ACTION ITEM
Here are some records. Print all of them exactly.

MATERIAL FOR THIS EXERCISE
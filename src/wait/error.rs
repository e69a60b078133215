//! Error types for readiness waiting.

use std::time::Duration;

use thiserror::Error;

/// Result type for readiness checks.
pub type Result<T> = std::result::Result<T, WaitError>;

/// Outcome of a single failed probe, classified by the strategy that ran it.
#[derive(Debug, Clone, PartialEq, Eq, Error)]
pub enum ProbeError {
    /// The resource is not ready yet; the driver keeps polling.
    #[error("{0}")]
    Transient(String),

    /// The strategy can never succeed (misconfiguration, resource gone).
    #[error("{0}")]
    Fatal(String),
}

impl ProbeError {
    pub fn transient(reason: impl ToString) -> Self {
        ProbeError::Transient(reason.to_string())
    }

    pub fn fatal(reason: impl ToString) -> Self {
        ProbeError::Fatal(reason.to_string())
    }

    pub fn is_fatal(&self) -> bool {
        matches!(self, ProbeError::Fatal(_))
    }
}

/// Why a readiness check did not succeed.
#[derive(Debug, Error)]
pub enum WaitError {
    /// The strategy did not succeed before its deadline.
    #[error(
        "Strategy {strategy} not ready after {elapsed:?}{}",
        last_error_suffix(.last_error)
    )]
    Timeout {
        /// Name of the strategy that timed out.
        strategy: String,
        /// Time spent polling.
        elapsed: Duration,
        /// Last transient failure observed, if any.
        last_error: Option<String>,
    },

    /// The strategy reported an error that polling cannot fix.
    #[error("Strategy {strategy} failed after {elapsed:?}: {source}")]
    Fatal {
        /// Name of the failing strategy.
        strategy: String,
        /// Time spent before the failure.
        elapsed: Duration,
        /// The probe failure.
        source: ProbeError,
    },

    /// The caller cancelled the wait.
    #[error("Strategy {strategy} cancelled after {elapsed:?}")]
    Cancelled {
        /// Name of the strategy being waited on.
        strategy: String,
        /// Time spent before cancellation.
        elapsed: Duration,
    },

    /// One or more children of an ALL combinator failed.
    #[error("{} of the combined strategies failed: {}", .failures.len(), join_failures(.failures))]
    All {
        /// Every failing child, in completion order.
        failures: Vec<WaitError>,
    },
}

impl WaitError {
    /// Names of the strategies responsible for this error.
    pub fn failed_strategies(&self) -> Vec<&str> {
        match self {
            WaitError::Timeout { strategy, .. }
            | WaitError::Fatal { strategy, .. }
            | WaitError::Cancelled { strategy, .. } => vec![strategy.as_str()],
            WaitError::All { failures } => failures
                .iter()
                .flat_map(WaitError::failed_strategies)
                .collect(),
        }
    }

    pub fn is_timeout(&self) -> bool {
        matches!(self, WaitError::Timeout { .. })
    }

    pub fn is_cancelled(&self) -> bool {
        matches!(self, WaitError::Cancelled { .. })
    }
}

fn last_error_suffix(last_error: &Option<String>) -> String {
    match last_error {
        Some(e) => format!(" (last error: {e})"),
        None => String::new(),
    }
}

fn join_failures(failures: &[WaitError]) -> String {
    failures
        .iter()
        .map(|f| f.to_string())
        .collect::<Vec<_>>()
        .join("; ")
}

#[cfg(test)]
mod tests {
    use super::*;

    #[test]
    fn test_timeout_message_includes_diagnostics() {
        let err = WaitError::Timeout {
            strategy: "port(5432/tcp)".to_string(),
            elapsed: Duration::from_secs(5),
            last_error: Some("connection refused".to_string()),
        };
        let msg = err.to_string();
        assert!(msg.contains("port(5432/tcp)"));
        assert!(msg.contains("5s"));
        assert!(msg.contains("connection refused"));
    }

    #[test]
    fn test_all_lists_every_child() {
        let err = WaitError::All {
            failures: vec![
                WaitError::Timeout {
                    strategy: "log(\"ready\")".to_string(),
                    elapsed: Duration::from_secs(1),
                    last_error: None,
                },
                WaitError::Fatal {
                    strategy: "healthcheck".to_string(),
                    elapsed: Duration::ZERO,
                    source: ProbeError::fatal("no health check configured"),
                },
            ],
        };
        assert_eq!(err.failed_strategies(), vec!["log(\"ready\")", "healthcheck"]);
        assert!(err.to_string().starts_with("2 of the combined strategies failed"));
    }
}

TASK SOLUTION
filename src/wait/error.rs
repository e69a60b078133215
//! Error types for readiness waiting.

use std::time::Duration;

use thiserror::Error;

/// Result type for readiness checks.
pub type Result<T> = std::result::Result<T, WaitError>;

/// Outcome of a single failed probe, classified by the strategy that ran it.
#[derive(Debug, Clone, PartialEq, Eq, Error)]
pub enum ProbeError {
    /// The resource is not ready yet; the driver keeps polling.
    #[error("{0}")]
    Transient(String),

    /// The strategy can never succeed (misconfiguration, resource gone).
    #[error("{0}")]
    Fatal(String),
}

impl ProbeError {
    pub fn transient(reason: impl ToString) -> Self {
        ProbeError::Transient(reason.to_string())
    }

    pub fn fatal(reason: impl ToString) -> Self {
        ProbeError::Fatal(reason.to_string())
    }

    pub fn is_fatal(&self) -> bool {
        matches!(self, ProbeError::Fatal(_))
    }
}

/// Why a readiness check did not succeed.
#[derive(Debug, Error)]
pub enum WaitError {
    /// The strategy did not succeed before its deadline.
    #[error(
        "Strategy {strategy} not ready after {elapsed:?}{}",
        last_error_suffix(.last_error)
    )]
    Timeout {
        /// Name of the strategy that timed out.
        strategy: String,
        /// Time spent polling.
        elapsed: Duration,
        /// Last transient failure observed, if any.
        last_error: Option<String>,
    },

    /// The strategy reported an error that polling cannot fix.
    #[error("Strategy {strategy} failed after {elapsed:?}: {source}")]
    Fatal {
        /// Name of the failing strategy.
        strategy: String,
        /// Time spent before the failure.
        elapsed: Duration,
        /// The probe failure.
        source: ProbeError,
    },

    /// The caller cancelled the wait.
    #[error("Strategy {strategy} cancelled after {elapsed:?}")]
    Cancelled {
        /// Name of the strategy being waited on.
        strategy: String,
        /// Time spent before cancellation.
        elapsed: Duration,
    },

    /// One or more children of an ALL combinator failed.
    #[error("{} of the combined strategies failed: {}", .failures.len(), join_failures(.failures))]
    All {
        /// Every failing child, in completion order.
        failures: Vec<WaitError>,
    },
}

impl WaitError {
    /// Names of the strategies responsible for this error.
    pub fn failed_strategies(&self) -> Vec<&str> {
        match self {
            WaitError::Timeout { strategy, .. }
            | WaitError::Fatal { strategy, .. }
            | WaitError::Cancelled { strategy, .. } => vec![strategy.as_str()],
            WaitError::All { failures } => failures
                .iter()
                .flat_map(WaitError::failed_strategies)
                .collect(),
        }
    }

    pub fn is_timeout(&self) -> bool {
        matches!(self, WaitError::Timeout { .. })
    }

    pub fn is_cancelled(&self) -> bool {
        matches!(self, WaitError::Cancelled { .. })
    }
}

fn last_error_suffix(last_error: &Option<String>) -> String {
    match last_error {
        Some(e) => format!(" (last error: {e})"),
        None => String::new(),
    }
}

fn join_failures(failures: &[WaitError]) -> String {
    failures
        .iter()
        .map(|f| f.to_string())
        .collect::<Vec<_>>()
        .join("; ")
}

#[cfg(test)]
mod tests {
    use super::*;

    #[test]
    fn test_timeout_message_includes_diagnostics() {
        let err = WaitError::Timeout {
            strategy: "port(5432/tcp)".to_string(),
            elapsed: Duration::from_secs(5),
            last_error: Some("connection refused".to_string()),
        };
        let msg = err.to_string();
        assert!(msg.contains("port(5432/tcp)"));
        assert!(msg.contains("5s"));
        assert!(msg.contains("connection refused"));
    }

    #[test]
    fn test_all_lists_every_child() {
        let err = WaitError::All {
            failures: vec![
                WaitError::Timeout {
                    strategy: "log(\"ready\")".to_string(),
                    elapsed: Duration::from_secs(1),
                    last_error: None,
                },
                WaitError::Fatal {
                    strategy: "healthcheck".to_string(),
                    elapsed: Duration::ZERO,
                    source: ProbeError::fatal("no health check configured"),
                },
            ],
        };
        assert_eq!(err.failed_strategies(), vec!["log(\"ready\")", "healthcheck"]);
        assert!(err.to_string().starts_with("2 of the combined strategies failed"));
    }
}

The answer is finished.